Het einde van de grondwet?

De Duitse grondwetspecialist Dietrich Murswiek slaat alarm over het verdrag van Lissabon (waarover het Duits Grondwettelijk Hof zich nog moet uitspreken). Hier volgt de vertaling van Murswieks vrije tribune in de Süddeutsche Zeitung van 17 april 2009.

Ik ben bewust zo weinig mogelijk van de brontekst afgeweken. De vertaling doet hier en daar dan ook wat houterig aan. Af en toe staat tussen haakjes de door Murswiek gebruikte Duitse term. Een zeker gebrek aan precisie is al in het origineel aanwezig.

bron: Süddeutsche Zeitung, 17 april 2009

Het einde van de grondwet

60 jaar Bondsrepubliek : de Duitse grondwet in het laatste jaar van zijn bestaan - de schuldige is het EU-verdrag van Lissabon

door Dietrich Murswiek

Een jaar geleden keurden de verkozenen in het Duitse parlement (de Bundestag) het verdrag van Lissabon goed, maar de draagwijdte van hun beslissing konden ze toen helemaal niet zien. Over één gevolg van het verdrag, een gevolg van welhaast revolutionaire draagwijdte, had de Duitse regering ze niet op de hoogte gebracht. Vermoedelijk is de regering zelf niet opgevallen wat de grondwettelijke gevolgen van het verdrag van Lissabon zijn: het EU-verdrag wordt de Europese opperste grondwet en het Europees Hof van Justitie wordt het hoogste grondwettelijk gerechtshof voor alle EU-landen. Ook ontneemt het verdrag het Duitse Grondwettelijk Hof (Bundesverfassungsgericht) de bevoegdheid om definitieve uitspraken te doen over kwesties betreffende het Duitse grondwettelijk recht. Deze gevolgen van het Lissabon-verdrag vloeien voort uit het feit dat het verdrag de huidige structuur van de EU opheft.

Ook nu al gaat EU-recht gedeeltelijk vóór lidstaatrecht, ook nu al plaatst het Europees Hof van Justitie zich bij conflicten boven de nationale rechtbanken. Echter, dit geldt bijna uitsluitend voor economische aangelegenheden.

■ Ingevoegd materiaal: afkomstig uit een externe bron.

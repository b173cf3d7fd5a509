// Copyright 2025 the Trailhead Authors
// SPDX-License-Identifier: Apache-2.0 OR MIT

//! Shared stack basics.
//!
//! A home coordinator pushes a route, then a child flow takes over the top of the stack.
//! Popping back evicts the child; every flush prints what the host would re-render.
//!
//! Run:
//! - `RUST_LOG=trace cargo run -p trailhead_demos --example stack_basics`

use trailhead_coordinator::{
    Blueprint, Navigator, Renderable, Routable, StackDamage, StackHost, StackNavigating,
};

#[derive(Clone, Debug, PartialEq)]
enum Screen {
    View1,
    View2,
    NewFlowRoot,
    NewFlowView2,
}

impl Routable for Screen {
    type Id = &'static str;
    fn id(&self) -> Self::Id {
        match self {
            Self::View1 => "view1",
            Self::View2 => "view2",
            Self::NewFlowRoot => "newFlowRoot",
            Self::NewFlowView2 => "newFlowView2",
        }
    }
}

impl Renderable for Screen {
    type Output = &'static str;
    fn render(&self) -> Self::Output {
        match self {
            Self::View1 => "View 1",
            Self::View2 => "View 2",
            Self::NewFlowRoot => "New flow",
            Self::NewFlowView2 => "New flow, step 2",
        }
    }
}

/// Prints what a real host would re-render.
struct PrintHost;

impl StackHost<Screen> for PrintHost {
    fn render_stack(&mut self, base: &Screen, routes: &[Screen], damage: StackDamage) {
        let titles: Vec<_> = routes.iter().map(Renderable::render).collect();
        println!(
            "render {} + {:?} (keep {}, drop {}, add {})",
            base.render(),
            titles,
            damage.retained,
            damage.popped,
            damage.pushed
        );
    }
}

fn main() {
    tracing_subscriber::fmt()
        .with_env_filter(
            tracing_subscriber::EnvFilter::try_from_default_env()
                .unwrap_or_else(|_| "stack_basics=info,trailhead_coordinator=debug,trailhead_stack=debug".into()),
        )
        .init();

    let mut nav = Navigator::new();
    let home = nav.insert(Blueprint::new("HomeCoordinator", Screen::View1));
    let stack = nav.create_stack(home).unwrap();
    let mut host = PrintHost;

    nav.coordinator_mut(home).unwrap().push_route(Screen::View2);
    nav.flush(stack, &mut host);

    let flow = nav.insert(Blueprint::new("NewFlowCoordinator", Screen::NewFlowRoot));
    {
        let mut home = nav.coordinator_mut(home).unwrap();
        home.push_coordinator(flow);
        // Rejected: the flow owns the top of the stack now.
        assert!(!home.push_route(Screen::View2));
    }
    nav.push_route(flow, Screen::NewFlowView2);
    nav.flush(stack, &mut host);

    // Back to the flow's root, then out of the flow entirely.
    nav.pop_to_initial_route(flow);
    nav.flush(stack, &mut host);
    nav.pop_to_previous_coordinator(flow);
    nav.flush(stack, &mut host);
    assert!(!nav.is_alive(flow));

    // Popping past the bottom is logged and ignored.
    nav.pop(home);
    nav.pop(home);
    nav.flush(stack, &mut host);
    tracing::info!(
        presented = ?nav.coordinator(home).unwrap().presented_routes(),
        "home after popping past the bottom"
    );
}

Met het verdrag van Lissabon verandert dit : de tot nu uitsluitend daarvoor (1) geldende basisprincipes van de Europese integratie worden nu grotendeels voor de hele EU verplicht gemaakt. Tegelijk wordt de competentie van het Europees Hof van Justitie op weinige uitzonderingen na uitgebreid tot alle rechtsgebieden waarvoor het Hof nog niet competent was. Het gevolg is dat het EU-verdrag in de toekomst nationale grondwettelijke kwesties regelt die tot vandaag tot de streng bewaakte kern van de nationale souvereiniteit behoorden.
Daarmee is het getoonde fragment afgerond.